> **What the exercise asks**: Go through the records and copy each line where the string "items" occurs.

> **Excerpted data**:
►
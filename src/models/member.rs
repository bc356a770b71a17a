//! Club members and the joined view assembled for display.

use chrono::{DateTime, Utc};
use serde::{Deserialize, Serialize};
use validator::Validate;

use super::mapper::{FieldReader, FromDocument};
use super::membership::UserMembership;
use super::user::User;
use crate::db::DocumentRef;

/// Member document (`clubs/{id}/members`) holding references only.
#[derive(Debug, Clone, PartialEq, Serialize, Deserialize, Validate)]
#[serde(rename_all = "camelCase")]
pub struct ClubMember {
    pub id: String,
    pub user: DocumentRef,
    /// Classes the member is enrolled in
    pub classes: Vec<DocumentRef>,
    pub created: DateTime<Utc>,
}

impl FromDocument for ClubMember {
    const ENTITY: &'static str = "ClubMember";

    fn read(r: &mut FieldReader<'_>) -> Option<Self> {
        let user = r.reference("user");
        let classes = r.reference_array("classes");
        let created = r.timestamp("created");

        Some(Self {
            id: r.id(),
            user: user?,
            classes: classes?,
            created: created?,
        })
    }
}

/// Member plus resolved references. `None` means "not loaded yet".
#[derive(Debug, Clone, PartialEq, Serialize)]
#[serde(rename_all = "camelCase")]
pub struct ExtendedClubMember {
    #[serde(flatten)]
    pub base: ClubMember,
    pub user_data: Option<User>,
    /// Most recent membership the user bought at this club
    pub user_membership_data: Option<UserMembership>,
    /// Older memberships at this club, newest first
    pub membership_history: Option<Vec<UserMembership>>,
}

impl From<ClubMember> for ExtendedClubMember {
    fn from(base: ClubMember) -> Self {
        Self {
            base,
            user_data: None,
            user_membership_data: None,
            membership_history: None,
        }
    }
}
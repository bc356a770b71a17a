// SPDX-License-Identifier: MIT
// Copyright 2026 Roland Dreier <roland@rolandd.dev>

//! Raw document representation: references, field values and field bags.

use chrono::{DateTime, Utc};
use serde::{Deserialize, Serialize};
use std::cmp::Ordering;
use std::collections::BTreeMap;
use std::fmt;

use crate::error::AppError;

/// Field bag of a raw document, keyed by field name.
pub type Fields = BTreeMap<String, FieldValue>;

/// Pointer to a document, stored as a slash-separated path relative to the
/// database root (e.g. `clubs/c1/sessions/s1`).
#[derive(Debug, Clone, PartialEq, Eq, Hash, PartialOrd, Ord, Serialize, Deserialize)]
#[serde(try_from = "String", into = "String")]
pub struct DocumentRef(String);

impl DocumentRef {
    /// Parse a document path. Accepts relative paths and full Firestore
    /// resource names (`projects/p/databases/d/documents/...`).
    pub fn parse(path: &str) -> Result<Self, AppError> {
        let relative = match path.find("/documents/") {
            Some(idx) if path.starts_with("projects/") => &path[idx + "/documents/".len()..],
            _ => path,
        };
        let relative = relative.trim_matches('/');
        let segments: Vec<&str> = relative.split('/').collect();

        if relative.is_empty() || segments.len() % 2 != 0 || segments.iter().any(|s| s.is_empty())
        {
            return Err(AppError::InvalidQuery(format!(
                "not a document path: {path}"
            )));
        }
        Ok(Self(relative.to_string()))
    }

    /// Reference to `{collection}/{id}` at the database root.
    pub fn root(collection: &str, id: &str) -> Self {
        Self(format!("{collection}/{id}"))
    }

    /// Reference to a document inside a subcollection of this document.
    pub fn child(&self, collection: &str, id: &str) -> Self {
        Self(format!("{}/{collection}/{id}", self.0))
    }

    /// Path of a subcollection under this document.
    pub fn collection(&self, name: &str) -> String {
        format!("{}/{name}", self.0)
    }

    /// Document id (last path segment).
    pub fn id(&self) -> &str {
        self.0.rsplit('/').next().unwrap_or_default()
    }

    /// Path of the collection holding this document.
    pub fn parent(&self) -> &str {
        self.0.rsplit_once('/').map(|(parent, _)| parent).unwrap_or_default()
    }

    pub fn path(&self) -> &str {
        &self.0
    }
}

impl fmt::Display for DocumentRef {
    fn fmt(&self, f: &mut fmt::Formatter<'_>) -> fmt::Result {
        f.write_str(&self.0)
    }
}

impl TryFrom<String> for DocumentRef {
    type Error = AppError;

    fn try_from(value: String) -> Result<Self, Self::Error> {
        Self::parse(&value)
    }
}

impl From<DocumentRef> for String {
    fn from(value: DocumentRef) -> Self {
        value.0
    }
}

/// Geographic point as stored by the database.
#[derive(Debug, Clone, Copy, PartialEq, Serialize, Deserialize)]
pub struct GeoPoint {
    pub latitude: f64,
    pub longitude: f64,
}

/// A single field value inside a raw document.
#[derive(Debug, Clone, PartialEq)]
pub enum FieldValue {
    Null,
    Bool(bool),
    Integer(i64),
    Double(f64),
    Timestamp(DateTime<Utc>),
    String(String),
    Bytes(Vec<u8>),
    Reference(DocumentRef),
    GeoPoint(GeoPoint),
    Array(Vec<FieldValue>),
    Map(Fields),
}

impl FieldValue {
    /// Human-readable type name used in validation messages.
    pub fn type_name(&self) -> &'static str {
        match self {
            FieldValue::Null => "null",
            FieldValue::Bool(_) => "boolean",
            FieldValue::Integer(_) | FieldValue::Double(_) => "number",
            FieldValue::Timestamp(_) => "timestamp",
            FieldValue::String(_) => "string",
            FieldValue::Bytes(_) => "bytes",
            FieldValue::Reference(_) => "reference",
            FieldValue::GeoPoint(_) => "geopoint",
            FieldValue::Array(_) => "array",
            FieldValue::Map(_) => "map",
        }
    }

    // Firestore sorts values of different types in this order.
    fn type_rank(&self) -> u8 {
        match self {
            FieldValue::Null => 0,
            FieldValue::Bool(_) => 1,
            FieldValue::Integer(_) | FieldValue::Double(_) => 2,
            FieldValue::Timestamp(_) => 3,
            FieldValue::String(_) => 4,
            FieldValue::Bytes(_) => 5,
            FieldValue::Reference(_) => 6,
            FieldValue::GeoPoint(_) => 7,
            FieldValue::Array(_) => 8,
            FieldValue::Map(_) => 9,
        }
    }

    /// Total ordering across all value types, matching the database's query ordering.
    pub fn total_cmp(&self, other: &FieldValue) -> Ordering {
        use FieldValue::*;

        match (self, other) {
            (Bool(a), Bool(b)) => a.cmp(b),
            (Integer(a), Integer(b)) => a.cmp(b),
            (Integer(a), Double(b)) => (*a as f64).total_cmp(b),
            (Double(a), Integer(b)) => a.total_cmp(&(*b as f64)),
            (Double(a), Double(b)) => a.total_cmp(b),
            (Timestamp(a), Timestamp(b)) => a.cmp(b),
            (String(a), String(b)) => a.cmp(b),
            (Bytes(a), Bytes(b)) => a.cmp(b),
            (Reference(a), Reference(b)) => a.cmp(b),
            (GeoPoint(a), GeoPoint(b)) => a
                .latitude
                .total_cmp(&b.latitude)
                .then(a.longitude.total_cmp(&b.longitude)),
            (Array(a), Array(b)) => a
                .iter()
                .zip(b.iter())
                .map(|(x, y)| x.total_cmp(y))
                .find(|o| o.is_ne())
                .unwrap_or_else(|| a.len().cmp(&b.len())),
            (Map(a), Map(b)) => a
                .iter()
                .zip(b.iter())
                .map(|((ka, va), (kb, vb))| ka.cmp(kb).then_with(|| va.total_cmp(vb)))
                .find(|o| o.is_ne())
                .unwrap_or_else(|| a.len().cmp(&b.len())),
            _ => self.type_rank().cmp(&other.type_rank()),
        }
    }

    /// Convert a JSON seed value. Objects with a single `$ref`, `$timestamp`
    /// or `$geopoint` key encode the non-JSON value types.
    pub fn from_json(value: &serde_json::Value) -> Result<Self, AppError> {
        use serde_json::Value;

        Ok(match value {
            Value::Null => FieldValue::Null,
            Value::Bool(b) => FieldValue::Bool(*b),
            Value::Number(n) => match n.as_i64() {
                Some(i) => FieldValue::Integer(i),
                None => FieldValue::Double(n.as_f64().unwrap_or_default()),
            },
            Value::String(s) => FieldValue::String(s.clone()),
            Value::Array(items) => FieldValue::Array(
                items
                    .iter()
                    .map(FieldValue::from_json)
                    .collect::<Result<_, _>>()?,
            ),
            Value::Object(map) => {
                if let Some(Value::String(path)) = map.get("$ref") {
                    FieldValue::Reference(DocumentRef::parse(path)?)
                } else if let Some(Value::String(ts)) = map.get("$timestamp") {
                    let parsed = DateTime::parse_from_rfc3339(ts).map_err(|e| {
                        AppError::InvalidQuery(format!("invalid timestamp {ts}: {e}"))
                    })?;
                    FieldValue::Timestamp(parsed.with_timezone(&Utc))
                } else if let Some(point) = map.get("$geopoint") {
                    let point: GeoPoint = serde_json::from_value(point.clone())
                        .map_err(|e| AppError::InvalidQuery(format!("invalid geopoint: {e}")))?;
                    FieldValue::GeoPoint(point)
                } else {
                    FieldValue::Map(fields_from_json(map)?)
                }
            }
        })
    }
}

impl From<&str> for FieldValue {
    fn from(value: &str) -> Self {
        FieldValue::String(value.to_string())
    }
}

impl From<String> for FieldValue {
    fn from(value: String) -> Self {
        FieldValue::String(value)
    }
}

impl From<i64> for FieldValue {
    fn from(value: i64) -> Self {
        FieldValue::Integer(value)
    }
}

impl From<f64> for FieldValue {
    fn from(value: f64) -> Self {
        FieldValue::Double(value)
    }
}

impl From<bool> for FieldValue {
    fn from(value: bool) -> Self {
        FieldValue::Bool(value)
    }
}

impl From<DateTime<Utc>> for FieldValue {
    fn from(value: DateTime<Utc>) -> Self {
        FieldValue::Timestamp(value)
    }
}

impl From<DocumentRef> for FieldValue {
    fn from(value: DocumentRef) -> Self {
        FieldValue::Reference(value)
    }
}

/// Convert a JSON object into a field bag.
pub fn fields_from_json(
    map: &serde_json::Map<String, serde_json::Value>,
) -> Result<Fields, AppError> {
    map.iter()
        .map(|(k, v)| Ok((k.clone(), FieldValue::from_json(v)?)))
        .collect()
}

/// One raw document as delivered by the database: its reference plus its field bag.
///
/// The document id lives in the reference, never inside `fields`.
#[derive(Debug, Clone, PartialEq)]
pub struct RawDocument {
    pub reference: DocumentRef,
    pub fields: Fields,
}

impl RawDocument {
    pub fn new(reference: DocumentRef, fields: Fields) -> Self {
        Self { reference, fields }
    }

    pub fn id(&self) -> &str {
        self.reference.id()
    }

    /// Value at a dotted field path (`category.name`).
    pub fn field(&self, path: &str) -> Option<&FieldValue> {
        let mut parts = path.split('.');
        let mut current = self.fields.get(parts.next()?)?;
        for part in parts {
            match current {
                FieldValue::Map(inner) => current = inner.get(part)?,
                _ => return None,
            }
        }
        Some(current)
    }
}

#[cfg(test)]
mod tests {
    use super::*;
    use serde_json::json;

    #[test]
    fn test_document_ref_parsing() {
        let r = DocumentRef::parse("clubs/c1/sessions/s1").unwrap();
        assert_eq!(r.id(), "s1");
        assert_eq!(r.parent(), "clubs/c1/sessions");

        let full =
            DocumentRef::parse("projects/p/databases/(default)/documents/users/u1").unwrap();
        assert_eq!(full.path(), "users/u1");

        assert!(DocumentRef::parse("clubs").is_err());
        assert!(DocumentRef::parse("clubs//x").is_err());
        assert!(DocumentRef::parse("").is_err());
    }

    #[test]
    fn test_child_and_collection_paths() {
        let club = DocumentRef::root("clubs", "c1");
        assert_eq!(club.child("classes", "k1").path(), "clubs/c1/classes/k1");
        assert_eq!(club.collection("sessions"), "clubs/c1/sessions");
    }

    #[test]
    fn test_cross_type_ordering() {
        let null = FieldValue::Null;
        let num = FieldValue::Integer(5);
        let text = FieldValue::from("a");
        assert!(null.total_cmp(&num).is_lt());
        assert!(num.total_cmp(&text).is_lt());
        assert!(FieldValue::Integer(2).total_cmp(&FieldValue::Double(2.5)).is_lt());
    }

    #[test]
    fn test_json_seed_encodings() {
        let value = json!({
            "user": { "$ref": "users/u1" },
            "date": { "$timestamp": "2024-03-01T10:00:00Z" },
            "nested": { "count": 3 }
        });
        let fields = fields_from_json(value.as_object().unwrap()).unwrap();

        assert_eq!(
            fields["user"],
            FieldValue::Reference(DocumentRef::root("users", "u1"))
        );
        assert!(matches!(fields["date"], FieldValue::Timestamp(_)));

        let doc = RawDocument::new(DocumentRef::root("x", "1"), fields);
        assert_eq!(doc.field("nested.count"), Some(&FieldValue::Integer(3)));
    }
}
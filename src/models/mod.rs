// SPDX-License-Identifier: MIT
// Copyright 2026 Roland Dreier <roland@kernel.org>

//! Data models for the application.

pub mod class;
pub mod club;
pub mod event;
pub mod mapper;
pub mod member;
pub mod membership;
pub mod session;
pub mod teacher;
pub mod user;

pub use class::{classes_on, ClassLevel, ClubClass, ScheduleSlot};
pub use club::Club;
pub use event::ClubEvent;
pub use mapper::{map_document, FieldReader, FromDocument};
pub use member::{ClubMember, ExtendedClubMember};
pub use membership::{AgeGroup, ClubCategory, ClubMembership, UserMembership};
pub use session::{ClubSession, ExtendedClubSession, SessionPage};
pub use teacher::{ClubTeacher, ExtendedClubTeacher};
pub use user::{User, UserLevel};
◄
> **Result**:
            Value::Array(items) => FieldValue::Array(
                items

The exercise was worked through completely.